China’s major insurance problem
Nearly eight years have passed since China initiated an extensive campaign to curb the aggressive tactics employed by its insurance sector, yet the battle to reign in cowboy behaviour remains unfinished. Estimates suggest that problematic assets amount to one trillion yuan (over $140 billion), highlighting the ongoing struggle against financial instability.
This government initiative primarily targeted insurers linked with private conglomerates, which used their extensive finance sector connections to embark on high-risk growth strategies.
Notably, the campaign has seen the collapse of industry behemoths such as Anbang Insurance Group Co. Ltd.(which made worldwide headlines when it paid $1.95 billion for New York’s Waldorf Astoria) and Tomorrow Holding Co. Ltd.
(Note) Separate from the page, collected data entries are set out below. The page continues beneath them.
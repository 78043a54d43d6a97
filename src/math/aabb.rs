use glam::Vec3;
use serde::{Deserialize, Serialize};

/// Smallest per-axis size a bounding volume may have and still constrain the rig.
pub const MIN_EXTENT: f32 = 1e-4;

/// Axis-aligned box in world space, used as the rig's bounding volume.
#[derive(Copy, Clone, Debug, PartialEq, Serialize, Deserialize)]
pub struct AABB {
    pub min: Vec3,
    pub max: Vec3,
}

impl AABB {
    pub fn new(min: Vec3, max: Vec3) -> Self {
        Self { min, max }
    }

    /// Build from two arbitrary corners, ordering them per axis.
    pub fn from_corners(a: Vec3, b: Vec3) -> Self {
        Self {
            min: a.min(b),
            max: a.max(b),
        }
    }

    pub fn from_center_size(center: Vec3, size: Vec3) -> Self {
        let half = size.abs() * 0.5;
        Self {
            min: center - half,
            max: center + half,
        }
    }

    pub fn center(&self) -> Vec3 {
        (self.min + self.max) * 0.5
    }

    pub fn size(&self) -> Vec3 {
        self.max - self.min
    }

    /// No usable ground-plane area. Height does not count: a flat region still confines
    /// movement on X and Z.
    pub fn is_degenerate(&self) -> bool {
        let size = self.size();
        !(size.x > MIN_EXTENT && size.z > MIN_EXTENT)
    }

    /// No usable height; floor and ceiling carry no meaning.
    pub fn is_flat(&self) -> bool {
        !(self.size().y > MIN_EXTENT)
    }

    pub fn contains(&self, point: Vec3) -> bool {
        point.cmpge(self.min).all() && point.cmple(self.max).all()
    }

    pub fn clamp(&self, point: Vec3) -> Vec3 {
        point.clamp(self.min, self.max)
    }

    /// Clamp only the ground-plane (X/Z) components, leaving height untouched.
    pub fn clamp_ground(&self, point: Vec3) -> Vec3 {
        Vec3::new(
            point.x.clamp(self.min.x, self.max.x),
            point.y,
            point.z.clamp(self.min.z, self.max.z),
        )
    }
}
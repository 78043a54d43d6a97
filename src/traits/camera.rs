use glam::{Mat4, Vec3};

use super::input::InputSource;

/// Camera movement and control abstraction
pub trait CameraController {
    /// Advance one frame, pulling input from `input`
    fn advance(&mut self, elapsed: f32, input: &dyn InputSource);

    /// World-to-view matrix for rendering
    fn view_matrix(&self) -> Mat4;

    /// View-to-clip matrix for the current lens
    fn projection_matrix(&self) -> Mat4;

    /// Camera viewpoint in world space
    fn eye_position(&self) -> Vec3;

    /// Camera look direction
    fn forward(&self) -> Vec3;
}
pub mod camera;
pub mod input;

pub use camera::*;
pub use input::*;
The insurance sector, which accounts for over 23% of China’s GDP and stands as the second-largest globally, had amassed total assets of 29.6 trillion yuan by September 2023, as per the National Administration of Financial Regulation (NAFR). One significant development in the sector’s attempt to stabilize was the acquisition of bankrupt Tomorrow Holding’s E An Property & Casualty Insurance Co. Ltd. by electric vehicle powerhouse BYD Co. in May 2023 for $1 million. This move marked the conclusion of a three-year bankruptcy reorganization, representing the nation’s inaugural successful rehabilitation of a bankrupt insurer.
E An’s financial woes, primarily stemming from embezzlement by major shareholders, symbolize the broader challenges faced by the industry. Despite efforts to salvage companies like E An, the insurance landscape continues to deteriorate, exacerbated by the pandemic’s lingering effects, poor investment outcomes, and low-interest rates. These factors have raised alarms over insurers’ abilities to honour maturing policies.
NAFR data reveals that the risk-laden insurance assets have ballooned beyond 600 billion yuan ($83.4 billion), with some estimates reaching 1 trillion yuan. The total assets of China’s insurance sector were recorded at 29.96 trillion yuan by the end of 2023, with a mere 2.73 trillion yuan in net assets, indicating a high debt ratio. A troubling rise in the number of insurance companies rated as high-risk underscores the severity of the situation, with those failing to meet solvency ratios climbing significantly.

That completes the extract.